When Cambridge Retirement Community, a personal care home in South Philadelphia, announced that it would close its doors on February 24, 2008, the Mental Health Association of Southeastern Pennsylvania (MHASP) went into action: Its We C.A.R.E. advocacy project began working to find homes for every one of the Cambridge residents, the majority of whom have mental and/or physical disabilities.
We C.A.R.E. (Communicate, Assist, Respond and Engage) has been in this situation before: Over the past three years, Lisa Faulkner, who heads up the program, and her team have visited more than 50 personal care homes, have met more than 1,000 residents, and have helped relocate nearly 400 of these people during several closures. “What I have observed,” Faulkner said, “is that people with mental illnesses and other disabilities, as well as elderly people, are not getting the supports that they need and are entitled to. We need supportive housing for these individuals.”
Supportive housing, which promotes recovery from mental illness, is safe, decent, affordable housing with flexible supports—and no strings. Residents may hold a lease in their own name. They are not required to move as their needs evolve; instead, the program adjusts its services.
One such program, Housing First (http://www.pathwaystohousing.org), piloted in New York City, offers apartments to homeless people who have mental illnesses and who may have substance abuse problems, without requiring anyone to first become clean and sober. Replicated in some 150 cities around the country, the program has proved to be an effective and cost-conscious way to help people stabilize their lives. The program costs about $23,000 a year per person, compared to more than $40,000 a year for the use of emergency room treatment, detox, and the criminal justice systems—the kinds of public systems that homeless people often are involved in, and whom supportive housing could help.
“The shortage of supportive housing has resulted in large numbers of homeless individuals, including those with mental illnesses, living on the streets,” said Joseph Rogers, MHASP's chief of advocacy.
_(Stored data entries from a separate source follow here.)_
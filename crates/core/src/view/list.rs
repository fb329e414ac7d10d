//! Task list view
//!
//! Loads the first page of tasks, filters them by title and deletes them
//! after confirmation.

use std::sync::Arc;

use tokio::sync::watch;
use tracing::{debug, error, info};

use super::{Confirm, ViewFailure};
use crate::task::{filter_tasks, Task, TaskService};

/// Maximum number of tasks kept from a fetch
pub const LIST_LIMIT: usize = 20;

/// Observable state of the list view
#[derive(Debug, Clone, Default, PartialEq, Eq)]
pub struct ListState {
    /// First `LIST_LIMIT` tasks of the last successful fetch
    pub tasks: Vec<Task>,
    /// `tasks` narrowed by `search_term`; only ever recomputed, never edited
    pub filtered_tasks: Vec<Task>,
    pub search_term: String,
    pub loading: bool,
    /// Empty unless the last operation failed
    pub error: String,
}

/// Result of a delete request
#[derive(Debug, Clone, Copy, PartialEq, Eq)]
pub enum DeleteOutcome {
    /// The task had no id, or no task with that id is listed
    Skipped,
    /// The user declined the confirmation
    Declined,
    Deleted,
    Failed,
}

pub struct TaskListView {
    service: Arc<dyn TaskService>,
    state: ListState,
    tx: watch::Sender<ListState>,
}

impl TaskListView {
    /// Create the view; it reports `loading` until the first `load` finishes
    pub fn new(service: Arc<dyn TaskService>) -> Self {
        let state = ListState {
            loading: true,
            ..ListState::default()
        };
        let (tx, _) = watch::channel(state.clone());

        Self { service, state, tx }
    }

    pub fn state(&self) -> &ListState {
        &self.state
    }

    /// Receive a snapshot after every state change
    pub fn subscribe(&self) -> watch::Receiver<ListState> {
        self.tx.subscribe()
    }

    fn publish(&self) {
        self.tx.send_replace(self.state.clone());
    }

    fn fail(&mut self, failure: ViewFailure) {
        self.state.error = failure.message().to_string();
    }

    /// Fetch the task collection and keep its first `LIST_LIMIT` entries
    pub async fn load(&mut self) {
        self.state.loading = true;
        self.state.error.clear();
        self.publish();

        match self.service.list().await {
            Ok(mut tasks) => {
                let total = tasks.len();
                tasks.truncate(LIST_LIMIT);
                info!("Loaded {} of {} tasks", tasks.len(), total);

                self.state.tasks = tasks;
                self.state.filtered_tasks =
                    filter_tasks(&self.state.tasks, &self.state.search_term);
            }
            Err(e) => {
                error!("Failed to load tasks: {:?}", e);
                self.fail(ViewFailure::Load);
            }
        }

        self.state.loading = false;
        self.publish();
    }

    /// Store a new search term and re-filter
    pub fn set_search_term(&mut self, term: impl Into<String>) {
        self.state.search_term = term.into();
        self.filter();
    }

    /// Recompute `filtered_tasks` from `tasks` and the current search term
    pub fn filter(&mut self) {
        self.state.filtered_tasks = filter_tasks(&self.state.tasks, &self.state.search_term);
        self.publish();
    }

    /// Delete a task after asking for confirmation
    pub async fn delete(&mut self, task: &Task, confirm: &mut dyn Confirm) -> DeleteOutcome {
        // A zero id is never server-assigned; treat it like a missing one
        let Some(id) = task.id.filter(|&id| id != 0) else {
            return DeleteOutcome::Skipped;
        };

        let prompt = format!("¿Eliminar \"{}\"?", task.title);
        if !confirm.confirm(&prompt).await {
            debug!("Deletion of task {} declined", id);
            return DeleteOutcome::Declined;
        }

        match self.service.delete(id).await {
            Ok(()) => {
                info!("Deleted task {}", id);
                self.state.tasks.retain(|t| t.id != Some(id));
                self.filter();
                DeleteOutcome::Deleted
            }
            Err(e) => {
                error!("Failed to delete task {}: {:?}", id, e);
                self.fail(ViewFailure::Delete);
                self.publish();
                DeleteOutcome::Failed
            }
        }
    }

    /// Delete the listed task with the given id
    pub async fn delete_by_id(&mut self, id: u64, confirm: &mut dyn Confirm) -> DeleteOutcome {
        let Some(task) = self.state.tasks.iter().find(|t| t.id == Some(id)).cloned() else {
            return DeleteOutcome::Skipped;
        };
        self.delete(&task, confirm).await
    }

    pub fn render(&self) -> String {
        let state = &self.state;
        let mut out = String::from("Tareas\n");

        if !state.search_term.is_empty() {
            out.push_str(&format!("Buscar: \"{}\"\n", state.search_term));
        }
        if state.loading {
            out.push_str("Cargando...\n");
            return out;
        }
        if !state.error.is_empty() {
            out.push_str(&format!("! {}\n", state.error));
        }

        if state.filtered_tasks.is_empty() {
            out.push_str("No hay tareas\n");
        }
        for task in &state.filtered_tasks {
            let mark = if task.completed { 'x' } else { ' ' };
            let id = task.id.map(|id| id.to_string()).unwrap_or_default();
            out.push_str(&format!("  [{}] {:>4}  {}\n", mark, id, task.title));
        }

        out
    }
}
In an effort to convince the Commonwealth of Pennsylvania to fund an adequate number of supportive housing units, 34 advocates gathered with picket signs and flyers on the northwest corner of Broad and Snyder Streets in Philadelphia, a half block from Cambridge Retirement Community, on January 15, 2008, the 79th anniversary of the birth of Dr. Martin Luther King, Jr. MHASP sponsored the rally along with Project H.O.M.E., a housing advocacy and services organization, and the People's Emergency Center, which serves homeless families. The location was chosen to highlight the Commonwealth's reliance on facilities such as Cambridge (which recently had announced that it was insolvent) to house individuals with mental illnesses, despite the fact that such facilities were not developed to meet the complex requirements of people with mental illnesses and are ill-equipped to do so.
“As a private operator, a personal care home has a right to close, and it is not our target,” Rogers told the crowd at the rally. “But if it does close,” he added, “126 additional Philadelphians will need decent places to live, in an area with a dire shortage of appropriate housing.”
The operative phrase is “appropriate housing”; personal care homes are not appropriate housing for many people with mental illnesses. One problem with such residences is that when they close, residents struggling to build stable lives may be shuffled from one temporary living arrangement to another, often without any attention paid to their wishes and needs.
“Some personal care home residents in Southeastern Pennsylvania are being offered housing hundreds of miles from their communities,” Faulkner said. “People are being shifted around like cattle. In fact, I have seen more publicity about the mistreatment of animals than I have seen about cruelty to people with mental illnesses and other disabilities living in [these] homes.”
Although many personal care home staff do care about the residents, some homes disregard residents' dignity and safety. “When I participated in the relocation of residents from a personal care home in Lancaster, Pennsylvania, we found two years' worth of personal mail that had not been given to the residents,” Faulkner said. “There were people who had lived there for over a year who had never seen a medical doctor. There were people there who had owned homes but lost their homes because there was no one there to help them take care of their personal business, which a personal care home is supposed to do.”
Faulkner continued, “There was one couple who shared a room. The husband was not able to get out of bed, and he couldn't wash himself or exercise. The personal care home depended on the wife to take care of him, but she had a mental illness and needed personal care herself. The staff just left them in the room to take care of themselves, yet the personal care home was being paid to take care of them. In this particular home, towards the end of the relocation process, the only food was cereal.”